__ABOUT THIS TASK__
Return all entries below exactly. Skip nothing.

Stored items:
──────

//! Persona Registry: builds and checks the interviewer list for a run.

use std::collections::HashSet;

use serde::Serialize;
use thiserror::Error;
use uuid::Uuid;

use crate::models::{Credential, Persona};

pub mod handlers;

#[derive(Debug, Error, PartialEq, Eq)]
pub enum PersonaError {
    #[error("at least one persona is required")]
    Empty,

    #[error("persona id cannot be empty")]
    EmptyId,

    #[error("duplicate persona id '{0}'")]
    DuplicateId(String),

    #[error("persona '{id}' uses model '{model}', which {provider} does not offer")]
    UnsupportedModel {
        id: String,
        provider: String,
        model: String,
    },
}

/// A ready-made interviewer viewpoint that can be applied to any persona.
#[derive(Debug, Clone, Copy, Serialize)]
pub struct PersonaPreset {
    pub name: &'static str,
    pub description: &'static str,
}

impl PersonaPreset {
    /// Overwrites the persona's name, role and description. Provider and
    /// model are kept.
    pub fn apply(&self, persona: &mut Persona) {
        persona.name = self.name.to_string();
        persona.role = self.name.to_string();
        persona.description = self.description.to_string();
    }
}

pub const PRESETS: [PersonaPreset; 3] = [
    PersonaPreset {
        name: "Domain expert",
        description: "a senior engineer with ten years in the field who judges how well the \
                      candidate's stack and hands-on experience match the posting's requirements",
    },
    PersonaPreset {
        name: "HR partner",
        description: "an HR team member who weighs job-change history, culture fit, \
                      collaboration and communication",
    },
    PersonaPreset {
        name: "Hiring manager",
        description: "the team lead who looks at growth potential, self-directed learning \
                      and how quickly the candidate could onboard",
    },
];

#[derive(Debug, Clone, Default)]
pub struct PersonaRegistry {
    personas: Vec<Persona>,
}

impl PersonaRegistry {
    /// One blank persona per stored credential, bound to its provider and
    /// selected model.
    pub fn from_credentials(credentials: &[Credential]) -> Self {
        let personas = credentials
            .iter()
            .map(|c| Persona {
                id: Uuid::new_v4().to_string(),
                name: String::new(),
                role: String::new(),
                description: String::new(),
                provider: c.provider,
                model: c.model.clone(),
            })
            .collect();
        Self { personas }
    }

    pub fn personas(&self) -> &[Persona] {
        &self.personas
    }

    pub fn into_personas(self) -> Vec<Persona> {
        self.personas
    }

    /// Rejects lists a run cannot be keyed on. Missing credentials are not
    /// checked here; the run reports them per persona.
    pub fn validate(personas: &[Persona]) -> Result<(), PersonaError> {
        if personas.is_empty() {
            return Err(PersonaError::Empty);
        }

        let mut seen = HashSet::new();
        for p in personas {
            if p.id.trim().is_empty() {
                return Err(PersonaError::EmptyId);
            }
            if !seen.insert(p.id.as_str()) {
                return Err(PersonaError::DuplicateId(p.id.clone()));
            }
            if !p.provider.supports_model(&p.model) {
                return Err(PersonaError::UnsupportedModel {
                    id: p.id.clone(),
                    provider: p.provider.to_string(),
                    model: p.model.clone(),
                });
            }
        }
        Ok(())
    }
}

──────

__THE COMPLETED TASK__
//! Persona Registry: builds and checks the interviewer list for a run.

use std::collections::HashSet;

use serde::Serialize;
use thiserror::Error;
use uuid::Uuid;

use crate::models::{Credential, Persona};

pub mod handlers;

#[derive(Debug, Error, PartialEq, Eq)]
pub enum PersonaError {
    #[error("at least one persona is required")]
    Empty,

    #[error("persona id cannot be empty")]
    EmptyId,

    #[error("duplicate persona id '{0}'")]
    DuplicateId(String),

    #[error("persona '{id}' uses model '{model}', which {provider} does not offer")]
    UnsupportedModel {
        id: String,
        provider: String,
        model: String,
    },
}

/// A ready-made interviewer viewpoint that can be applied to any persona.
#[derive(Debug, Clone, Copy, Serialize)]
pub struct PersonaPreset {
    pub name: &'static str,
    pub description: &'static str,
}

impl PersonaPreset {
    /// Overwrites the persona's name, role and description. Provider and
    /// model are kept.
    pub fn apply(&self, persona: &mut Persona) {
        persona.name = self.name.to_string();
        persona.role = self.name.to_string();
        persona.description = self.description.to_string();
    }
}

pub const PRESETS: [PersonaPreset; 3] = [
    PersonaPreset {
        name: "Domain expert",
        description: "a senior engineer with ten years in the field who judges how well the \
                      candidate's stack and hands-on experience match the posting's requirements",
    },
    PersonaPreset {
        name: "HR partner",
        description: "an HR team member who weighs job-change history, culture fit, \
                      collaboration and communication",
    },
    PersonaPreset {
        name: "Hiring manager",
        description: "the team lead who looks at growth potential, self-directed learning \
                      and how quickly the candidate could onboard",
    },
];

#[derive(Debug, Clone, Default)]
pub struct PersonaRegistry {
    personas: Vec<Persona>,
}

impl PersonaRegistry {
    /// One blank persona per stored credential, bound to its provider and
    /// selected model.
    pub fn from_credentials(credentials: &[Credential]) -> Self {
        let personas = credentials
            .iter()
            .map(|c| Persona {
                id: Uuid::new_v4().to_string(),
                name: String::new(),
                role: String::new(),
                description: String::new(),
                provider: c.provider,
                model: c.model.clone(),
            })
            .collect();
        Self { personas }
    }

    pub fn personas(&self) -> &[Persona] {
        &self.personas
    }

    pub fn into_personas(self) -> Vec<Persona> {
        self.personas
    }

    /// Rejects lists a run cannot be keyed on. Missing credentials are not
    /// checked here; the run reports them per persona.
    pub fn validate(personas: &[Persona]) -> Result<(), PersonaError> {
        if personas.is_empty() {
            return Err(PersonaError::Empty);
        }

        let mut seen = HashSet::new();
        for p in personas {
            if p.id.trim().is_empty() {
                return Err(PersonaError::EmptyId);
            }
            if !seen.insert(p.id.as_str()) {
                return Err(PersonaError::DuplicateId(p.id.clone()));
            }
            if !p.provider.supports_model(&p.model) {
                return Err(PersonaError::UnsupportedModel {
                    id: p.id.clone(),
                    provider: p.provider.to_string(),
                    model: p.model.clone(),
                });
            }
        }
        Ok(())
    }
}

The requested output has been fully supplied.